I think this example illustrates why functionality maps and state/event/process specification is so important in preventing failures. It also shows why it’s still not easy to get what you want. Could people designing a protocol for direct-line connection have anticipated data delayed, intact, in flight and delivered many seconds after it was sent? Clearly they didn’t. Could people creating a new transport network model to replace physical lines with virtual paths have anticipated that their new architecture would introduce conditions that couldn’t have existed before, and thus fail when those conditions did happen? Clearly they didn’t.
Near the end of the paper is another critical point: “Complexity reduction is elimination and unification.” I think that’s what the approach I’m talking about here does, and why I think it’s a way to address D4P in the context of service and application virtualization. That’s why it’s my way of taking D4P philosophy and converting it into a project methodology.
In the same place, I find one thing I disagree with, and it’s a thing that nicely frames the difficulty we face adopting this approach. “Keep in mind that the best goal-seeking methods are scrutably connected to natural law and from that whence commeth your distinguishing difference and overwhelming advantage.” Aside from validating my characterization of the piece as being pretty deep philosophy, this points out a problem. Software architecture isn’t natural law, and cloud development and virtualization take us a long way out of the “natural”. That’s the goal, in fact. What is “virtual” if not “unnatural”. We have to come to terms with the unnatural to make the future work for us.

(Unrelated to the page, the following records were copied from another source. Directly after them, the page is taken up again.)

//! The field type catalog.
//!
//! Every field type belongs to one resolver family:
//!
//! | Family     | Types                                                  | Tokens                         |
//! |------------|--------------------------------------------------------|--------------------------------|
//! | scalar     | text, textarea, url, select, toggle, number            | `VALUE`, `UNIT`                |
//! | color      | color                                                  | `VALUE`                        |
//! | dimension  | dimension                                              | `VALUE.<SIDE>`, `UNIT`         |
//! | composite  | background_group, typography_group                     | resolver-emitted declarations  |
//! | alignment  | alignment                                              | `VALUE`                        |
//! | structured | icon, image, repeater, link_group                      | none (render-only)             |

use serde::Serialize;
use serde_json::Value;

/// Tokens produced by the typography resolver.
pub const TYPOGRAPHY_TOKENS: [&str; 8] = [
    "FONT_FAMILY",
    "FONT_SIZE",
    "FONT_WEIGHT",
    "LINE_HEIGHT",
    "LETTER_SPACING",
    "WORD_SPACING",
    "TEXT_TRANSFORM",
    "FONT_STYLE",
];

/// Tokens produced by the dimension resolver.
pub const DIMENSION_TOKENS: [&str; 5] = ["VALUE.TOP", "VALUE.RIGHT", "VALUE.BOTTOM", "VALUE.LEFT", "UNIT"];

const SCALAR_TOKENS: [&str; 2] = ["VALUE", "UNIT"];
const VALUE_TOKEN: [&str; 1] = ["VALUE"];

/// A field type from the catalog.
#[derive(Debug, Clone, Copy, PartialEq, Eq, Hash, Serialize)]
#[serde(rename_all = "snake_case")]
pub enum FieldType {
    Text,
    Textarea,
    Url,
    Select,
    Toggle,
    Number,
    Color,
    Dimension,
    BackgroundGroup,
    TypographyGroup,
    Alignment,
    Icon,
    Image,
    Repeater,
    LinkGroup,
}

impl FieldType {
    /// Every catalog entry.
    pub const ALL: [FieldType; 15] = [
        FieldType::Text,
        FieldType::Textarea,
        FieldType::Url,
        FieldType::Select,
        FieldType::Toggle,
        FieldType::Number,
        FieldType::Color,
        FieldType::Dimension,
        FieldType::BackgroundGroup,
        FieldType::TypographyGroup,
        FieldType::Alignment,
        FieldType::Icon,
        FieldType::Image,
        FieldType::Repeater,
        FieldType::LinkGroup,
    ];

    /// The catalog name, as used in manifests.
    pub fn name(self) -> &'static str {
        match self {
            FieldType::Text => "text",
            FieldType::Textarea => "textarea",
            FieldType::Url => "url",
            FieldType::Select => "select",
            FieldType::Toggle => "toggle",
            FieldType::Number => "number",
            FieldType::Color => "color",
            FieldType::Dimension => "dimension",
            FieldType::BackgroundGroup => "background_group",
            FieldType::TypographyGroup => "typography_group",
            FieldType::Alignment => "alignment",
            FieldType::Icon => "icon",
            FieldType::Image => "image",
            FieldType::Repeater => "repeater",
            FieldType::LinkGroup => "link_group",
        }
    }

    /// Look up a type by catalog name.
    pub fn from_name(name: &str) -> Option<Self> {
        Self::ALL.into_iter().find(|t| t.name() == name)
    }

    /// Types whose value is one of a declared option set.
    pub fn is_choice(self) -> bool {
        matches!(self, FieldType::Select | FieldType::Alignment)
    }

    /// Types whose resolver writes full declarations for composite selector rules.
    pub fn is_composite(self) -> bool {
        matches!(self, FieldType::BackgroundGroup | FieldType::TypographyGroup)
    }

    /// Types consumed only by widget rendering, never by the CSS compiler.
    pub fn is_structured(self) -> bool {
        matches!(
            self,
            FieldType::Icon | FieldType::Image | FieldType::Repeater | FieldType::LinkGroup
        )
    }

    /// Types that accept a declared unit.
    pub fn supports_unit(self) -> bool {
        matches!(self, FieldType::Number | FieldType::Dimension)
    }

    /// Types that accept `min`/`max`/`step` bounds.
    pub fn supports_bounds(self) -> bool {
        self == FieldType::Number
    }

    /// Placeholder tokens this type's resolver produces for declaration templates.
    pub fn token_names(self) -> &'static [&'static str] {
        match self {
            FieldType::Text
            | FieldType::Textarea
            | FieldType::Url
            | FieldType::Select
            | FieldType::Toggle
            | FieldType::Number => &SCALAR_TOKENS,
            FieldType::Color | FieldType::Alignment => &VALUE_TOKEN,
            FieldType::Dimension => &DIMENSION_TOKENS,
            FieldType::TypographyGroup => &TYPOGRAPHY_TOKENS,
            FieldType::BackgroundGroup
            | FieldType::Icon
            | FieldType::Image
            | FieldType::Repeater
            | FieldType::LinkGroup => &[],
        }
    }

    /// Whether `value` has the stored shape this type expects.
    ///
    /// `null` is never a valid shape; callers treat it as "no value".
    pub fn accepts(self, value: &Value) -> bool {
        match self {
            FieldType::Text
            | FieldType::Textarea
            | FieldType::Url
            | FieldType::Select => matches!(value, Value::String(_) | Value::Number(_) | Value::Bool(_)),
            FieldType::Toggle => matches!(value, Value::Bool(_) | Value::String(_)),
            FieldType::Number => match value {
                Value::Number(_) => true,
                Value::String(s) => s.is_empty() || s.trim().parse::<f64>().is_ok(),
                _ => false,
            },
            FieldType::Color | FieldType::Alignment => value.is_string(),
            FieldType::Dimension
            | FieldType::BackgroundGroup
            | FieldType::TypographyGroup
            | FieldType::Icon
            | FieldType::Image
            | FieldType::LinkGroup => value.is_object(),
            FieldType::Repeater => value.is_array(),
        }
    }
}

/// Which CSS axis an alignment field feeds.
#[derive(Debug, Clone, Copy, PartialEq, Eq, Default, Serialize)]
#[serde(rename_all = "snake_case")]
pub enum AlignmentAxis {
    /// `left`/`center`/`right`/`justify` used as-is (`text-align`).
    #[default]
    Text,
    /// Mapped to flexbox keywords (`justify-content`).
    Flex,
}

I agree with the notion of D4P, and I agree with the philosophy behind it, a philosophy the paper discusses, but I’m not much of a philosopher myself. The practical truth is that what we need to do is generalize our thinking within the constraints of intent models, functionality maps, and state/event/process associations, to ensure that we don’t treat things that are really like geometry’s theorems as geometry’s axioms. I think that the process I’ve described has the advantage of encouraging us to do that, but it can’t work any better than we’re willing to make it work, and that may be so much of a change in mindset that many of our planners and architects will have trouble with the transition.